Skip site navigation (1)Skip section navigation (2)
Date:      Tue, 4 Nov 2014 06:03:29 +1100 (EST)
From:      Bruce Evans <brde@optusnet.com.au>
To:        Konstantin Belousov <kostikbel@gmail.com>
Cc:        Hans Petter Selasky <hps@selasky.org>, Mateusz Guzik <mjguzik@gmail.com>, Mateusz Guzik <mjg@freebsd.org>, jmallett@freebsd.org, svn-src-all@freebsd.org, src-committers@freebsd.org, svn-src-head@freebsd.org, Julian Elischer <julian@freebsd.org>
Subject:   Re: svn commit: r274017 - head/sys/kern
Message-ID:  <20141104045159.E1605@besplex.bde.org>
In-Reply-To: <20141103100847.GK53947@kib.kiev.ua>
References:  <201411030746.sA37kpPu037113@svn.freebsd.org> <54573AEE.9010602@freebsd.org> <54573B87.7000801@freebsd.org> <54573CD2.1000702@selasky.org> <20141103092132.GH29497@dft-labs.eu> <20141103100847.GK53947@kib.kiev.ua>

next in thread | previous in thread | raw e-mail | index | archive | help
On Mon, 3 Nov 2014, Konstantin Belousov wrote:

> On Mon, Nov 03, 2014 at 10:21:32AM +0100, Mateusz Guzik wrote:
>> On Mon, Nov 03, 2014 at 09:29:06AM +0100, Hans Petter Selasky wrote:
>>> On 11/03/14 09:23, Julian Elischer wrote:
>>>> On 11/3/14, 4:21 PM, Julian Elischer wrote:
>>>>> On 11/3/14, 3:46 PM, Mateusz Guzik wrote:
>>>>>> Author: mjg
>>>>>> Date: Mon Nov  3 07:46:51 2014
>>>>>> New Revision: 274017
>>>>>> URL: https://svnweb.freebsd.org/changeset/base/274017
>>>>>>
>>>>>> Log:
>>>>>>   Provide an on-stack temporary buffer for small ioctl requests.
>>>>> I'm not sure I like this. We don't know how many more levels
>>>>> of stack may be needed.
>>>>> I know that machines are getting faster with more memory,
>>>>> but the current move towards bloating out the
>>>> ... "bloating out the stack" ...
>>>>> worries me.  we started out with a single page of stack (SHARED
>>>>> with the U-area!). I think we are now at several pages.. I forget, is
>>>>> it 8?
>>>>> I'm open to being persuaded but I think we need to have a discussion
>>>>> about stack usage.

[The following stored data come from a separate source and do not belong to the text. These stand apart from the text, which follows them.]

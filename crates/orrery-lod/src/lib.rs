//! Level-of-detail selection driven by projected screen-space error.

mod batch;
mod cluster;
mod error;
mod selector;

pub use batch::{compute_errors, select_lods};
pub use cluster::{Cluster, LodResult};
pub use error::{ErrorEstimate, MIN_DISTANCE, estimate_error, screen_space_error};
pub use selector::{ErrorPolarity, LodBands, LodBandsError, LodLevel, LodSelector};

We used to say that anything greater that, say
>>>>> 64 bytes should probably be allocated.
>>>
>>> I think this patch can give a benefit for the USB stack and CUSE4BSD,
>>> because it does frequent IOCTLs. Regarding the stack usage, maybe
>>> this general purpose optimisation can be allocated from the thread
>>> structure?
>>
>> I was considering something like that. The idea is that frequently
>> allocating threads could allocate, say, 1KB from malloc and use that
>> to satisfy their needs. This definitely helps offenders with longer
>> lifespan, but does not help short-lived ones.
> Allocating 1KB by malloc() consumes that memory for the whole
> lifespan of the thread, and the memory sit unused except some
> short periods.  For the stack allocation which you did, at least
> the memory is reused when needed (i.e. when syscalls other than
> ioctl(2) are executing).

Indeed, the top level of a syscall can allocate a fixed amount in the
thread struct, but this is little different from allocating a fixed
amount on the stack, except with in the thread struct it always costs,
while on the stack it is free provided you don't expand the stack to
match.

This optimization is probably minor, but reminds me of other syscalls
that would benefit using a single largish allocation up front:
- all vfs calls that start with namei().  They allocate PATH_MAX (1K)
   bytes and more.  An 8K stack has plently to spare after allocating
   1K.  However, if malloc() is used then the PATH_MAX limit shouldn't
   exist.   Only a limit to prevent denial of service is needed.
- send()/recv() begin with getsockaddr() which uses plain malloc()
   (not even a uma zone) to allocate a small struct.  The overhead from
   this is significant for small packets if there is not too much bloat
   elsewhere.

> That said, you could slightly improve the code by using
> __builtin_alloc() instead of unconditionally reserving memory on stack.
   __builtin_alloca()
> This will simultaneosly reduce the stack usage, since you only allocate
> as much as needed, and also avoid stack space waste when fallback to
> malloc() is required anyway.

Why not just use a C99 VLA?  It doesn't require any compiler magic except
being a C99 compiler (I haven't seen any of those yet, but some approximate
C99 for VLAs).

You (kib) didn't like using alloca() when I tried to talk you into using
it to get aligned structs for SSE long ago.  __builtin_alloca() has more
chance of forcing the alignment than VLA,s but this is fragile.  FreeBSD
still uses -mpreferred-stack-boundary on i386 with gcc.  This option is
broken (unsupported) with clang, but is less needed since clang does
alignment better.

A quick check shows that alloca and __builtin_alloca() but not arrays
(variable or fixed size) with __aligned(16) work with gcc-4.2.1.  gcc
aligns the stack to a 16-byte boundary using andl with %esp on every
alloca() call even without -mpreferred-stack-boundary=2, but for objects
on the stack aligned using __aligned(16) it depends on its pessimization
of the caller aligning things to a 16-byte boundary, and
-mpreferred-stack-boundary=2 gives only 4-byte alignment.   Alignments
of more than 16 ae just broken in gcc, except possibly using
-mpreferred-stack-boundary=5 to get 32-bit alignment, etc.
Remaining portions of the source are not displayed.